§ TASK DESCRIPTION
Read through the listing below and copy each line in which the word "this" occurs.

─── SUPPLIED DATA ───

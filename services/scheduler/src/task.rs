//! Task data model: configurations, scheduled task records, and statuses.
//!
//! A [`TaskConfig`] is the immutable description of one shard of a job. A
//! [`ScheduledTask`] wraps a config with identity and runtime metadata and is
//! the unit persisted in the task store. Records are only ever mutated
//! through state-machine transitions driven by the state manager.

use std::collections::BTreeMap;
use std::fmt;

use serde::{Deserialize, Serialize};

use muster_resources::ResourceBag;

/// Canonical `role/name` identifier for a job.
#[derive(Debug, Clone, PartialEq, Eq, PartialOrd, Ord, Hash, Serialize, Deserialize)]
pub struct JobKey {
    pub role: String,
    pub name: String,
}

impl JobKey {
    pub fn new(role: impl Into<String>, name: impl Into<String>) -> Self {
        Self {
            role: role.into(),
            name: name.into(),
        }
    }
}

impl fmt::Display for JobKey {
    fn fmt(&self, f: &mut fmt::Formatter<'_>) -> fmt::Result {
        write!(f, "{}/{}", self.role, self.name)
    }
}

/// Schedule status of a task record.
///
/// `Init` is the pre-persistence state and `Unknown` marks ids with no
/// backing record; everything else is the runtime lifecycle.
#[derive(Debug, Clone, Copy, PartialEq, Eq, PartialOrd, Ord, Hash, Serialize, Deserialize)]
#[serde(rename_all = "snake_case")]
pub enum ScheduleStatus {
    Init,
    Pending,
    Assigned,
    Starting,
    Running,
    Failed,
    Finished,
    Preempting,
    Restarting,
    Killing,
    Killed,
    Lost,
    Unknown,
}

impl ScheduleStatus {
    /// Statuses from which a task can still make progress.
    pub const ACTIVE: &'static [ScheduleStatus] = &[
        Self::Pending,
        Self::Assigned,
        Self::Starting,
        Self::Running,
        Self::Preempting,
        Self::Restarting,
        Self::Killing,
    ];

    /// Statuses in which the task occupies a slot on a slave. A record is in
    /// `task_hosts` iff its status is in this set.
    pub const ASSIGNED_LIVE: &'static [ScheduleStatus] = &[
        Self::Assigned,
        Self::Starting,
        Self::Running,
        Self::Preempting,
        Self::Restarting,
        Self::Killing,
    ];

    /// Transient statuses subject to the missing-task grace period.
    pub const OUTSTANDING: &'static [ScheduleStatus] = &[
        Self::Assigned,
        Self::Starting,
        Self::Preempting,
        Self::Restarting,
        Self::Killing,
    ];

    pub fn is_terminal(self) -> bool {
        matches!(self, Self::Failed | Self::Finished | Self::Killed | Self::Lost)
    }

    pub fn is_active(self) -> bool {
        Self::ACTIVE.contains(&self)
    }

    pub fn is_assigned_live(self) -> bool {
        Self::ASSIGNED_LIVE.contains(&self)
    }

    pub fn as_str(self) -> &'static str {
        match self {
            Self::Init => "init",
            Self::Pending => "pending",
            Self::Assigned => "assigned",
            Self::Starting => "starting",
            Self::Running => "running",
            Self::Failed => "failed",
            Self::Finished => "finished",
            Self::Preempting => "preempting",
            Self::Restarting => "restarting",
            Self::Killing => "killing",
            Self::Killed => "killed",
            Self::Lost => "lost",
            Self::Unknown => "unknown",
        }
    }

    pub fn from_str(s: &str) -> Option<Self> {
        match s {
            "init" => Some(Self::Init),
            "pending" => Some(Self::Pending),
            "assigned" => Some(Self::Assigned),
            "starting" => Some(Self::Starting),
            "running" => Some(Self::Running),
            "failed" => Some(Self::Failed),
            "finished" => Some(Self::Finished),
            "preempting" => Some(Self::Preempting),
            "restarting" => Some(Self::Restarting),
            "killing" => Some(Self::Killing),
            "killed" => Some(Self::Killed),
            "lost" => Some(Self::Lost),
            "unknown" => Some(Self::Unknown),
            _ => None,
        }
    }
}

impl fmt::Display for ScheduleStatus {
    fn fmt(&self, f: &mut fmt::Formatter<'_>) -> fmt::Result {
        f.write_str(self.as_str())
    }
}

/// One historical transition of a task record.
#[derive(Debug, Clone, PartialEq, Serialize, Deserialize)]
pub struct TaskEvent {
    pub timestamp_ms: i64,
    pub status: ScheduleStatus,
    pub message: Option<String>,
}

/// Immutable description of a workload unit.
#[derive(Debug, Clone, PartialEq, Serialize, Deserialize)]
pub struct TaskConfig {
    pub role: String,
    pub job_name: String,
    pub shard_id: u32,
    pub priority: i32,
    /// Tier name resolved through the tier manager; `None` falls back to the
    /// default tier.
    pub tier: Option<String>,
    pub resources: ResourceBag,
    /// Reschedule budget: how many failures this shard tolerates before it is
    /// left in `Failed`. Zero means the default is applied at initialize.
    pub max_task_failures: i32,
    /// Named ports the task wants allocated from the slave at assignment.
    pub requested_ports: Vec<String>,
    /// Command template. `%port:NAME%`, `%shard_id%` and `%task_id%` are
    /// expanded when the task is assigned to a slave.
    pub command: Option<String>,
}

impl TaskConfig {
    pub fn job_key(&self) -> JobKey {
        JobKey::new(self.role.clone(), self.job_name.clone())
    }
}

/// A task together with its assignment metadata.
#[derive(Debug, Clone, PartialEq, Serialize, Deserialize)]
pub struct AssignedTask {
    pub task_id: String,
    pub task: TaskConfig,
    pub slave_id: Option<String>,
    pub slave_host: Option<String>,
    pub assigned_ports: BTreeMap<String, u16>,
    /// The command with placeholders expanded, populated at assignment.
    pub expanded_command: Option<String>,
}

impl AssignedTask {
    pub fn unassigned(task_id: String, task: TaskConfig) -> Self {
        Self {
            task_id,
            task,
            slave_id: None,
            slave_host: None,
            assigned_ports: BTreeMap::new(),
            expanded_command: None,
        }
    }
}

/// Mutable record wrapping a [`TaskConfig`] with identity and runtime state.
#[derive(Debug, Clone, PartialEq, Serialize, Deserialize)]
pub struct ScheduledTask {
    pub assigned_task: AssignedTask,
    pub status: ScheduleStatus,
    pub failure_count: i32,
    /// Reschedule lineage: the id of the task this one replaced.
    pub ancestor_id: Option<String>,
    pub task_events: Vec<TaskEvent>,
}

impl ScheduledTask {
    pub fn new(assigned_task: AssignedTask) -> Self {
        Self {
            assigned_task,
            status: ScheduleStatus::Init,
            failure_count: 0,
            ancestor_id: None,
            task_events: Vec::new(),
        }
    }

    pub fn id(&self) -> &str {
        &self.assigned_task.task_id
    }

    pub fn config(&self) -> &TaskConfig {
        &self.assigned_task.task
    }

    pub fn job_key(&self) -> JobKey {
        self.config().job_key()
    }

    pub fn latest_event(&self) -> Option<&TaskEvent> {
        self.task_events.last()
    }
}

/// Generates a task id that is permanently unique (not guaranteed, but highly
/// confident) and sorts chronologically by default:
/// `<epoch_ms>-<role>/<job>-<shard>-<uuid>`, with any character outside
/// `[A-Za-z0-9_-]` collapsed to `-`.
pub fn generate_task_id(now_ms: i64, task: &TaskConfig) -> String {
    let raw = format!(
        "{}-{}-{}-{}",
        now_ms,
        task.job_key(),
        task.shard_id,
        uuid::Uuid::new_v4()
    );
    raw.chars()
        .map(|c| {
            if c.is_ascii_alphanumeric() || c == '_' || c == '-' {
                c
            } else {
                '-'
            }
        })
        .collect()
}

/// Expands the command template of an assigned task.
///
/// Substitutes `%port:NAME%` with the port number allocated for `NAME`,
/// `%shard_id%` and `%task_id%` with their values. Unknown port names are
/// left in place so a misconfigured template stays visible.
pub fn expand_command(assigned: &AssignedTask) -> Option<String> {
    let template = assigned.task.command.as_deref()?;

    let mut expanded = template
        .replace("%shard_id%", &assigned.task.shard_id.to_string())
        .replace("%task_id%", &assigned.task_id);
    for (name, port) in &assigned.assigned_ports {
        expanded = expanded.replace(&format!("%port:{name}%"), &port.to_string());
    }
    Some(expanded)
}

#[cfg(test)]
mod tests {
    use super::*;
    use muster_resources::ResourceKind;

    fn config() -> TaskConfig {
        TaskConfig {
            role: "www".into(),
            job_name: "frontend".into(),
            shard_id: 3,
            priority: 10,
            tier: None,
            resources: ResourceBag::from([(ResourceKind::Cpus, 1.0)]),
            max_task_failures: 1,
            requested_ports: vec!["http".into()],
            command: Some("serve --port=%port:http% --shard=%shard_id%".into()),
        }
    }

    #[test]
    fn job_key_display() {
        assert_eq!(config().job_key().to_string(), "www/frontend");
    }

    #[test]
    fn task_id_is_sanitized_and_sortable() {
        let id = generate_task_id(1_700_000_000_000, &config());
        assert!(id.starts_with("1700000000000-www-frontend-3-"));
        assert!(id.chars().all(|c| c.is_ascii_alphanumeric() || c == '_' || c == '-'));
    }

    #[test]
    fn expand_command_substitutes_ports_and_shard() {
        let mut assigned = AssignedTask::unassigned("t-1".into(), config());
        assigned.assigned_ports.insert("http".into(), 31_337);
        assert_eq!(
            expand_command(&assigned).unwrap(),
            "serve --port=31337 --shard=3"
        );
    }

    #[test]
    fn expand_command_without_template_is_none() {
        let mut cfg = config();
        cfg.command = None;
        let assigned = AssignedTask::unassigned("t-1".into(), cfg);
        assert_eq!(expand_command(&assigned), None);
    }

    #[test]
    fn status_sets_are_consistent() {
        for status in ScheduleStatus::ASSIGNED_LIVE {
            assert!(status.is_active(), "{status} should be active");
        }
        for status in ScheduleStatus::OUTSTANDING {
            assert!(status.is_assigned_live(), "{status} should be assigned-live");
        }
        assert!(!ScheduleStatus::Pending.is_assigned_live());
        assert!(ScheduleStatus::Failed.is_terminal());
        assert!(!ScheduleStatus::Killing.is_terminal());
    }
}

───

§ RESPONSE
    /// `task_hosts` iff its status is in this set.
    /// Reschedule budget: how many failures this shard tolerates before it is
    /// Reschedule lineage: the id of the task this one replaced.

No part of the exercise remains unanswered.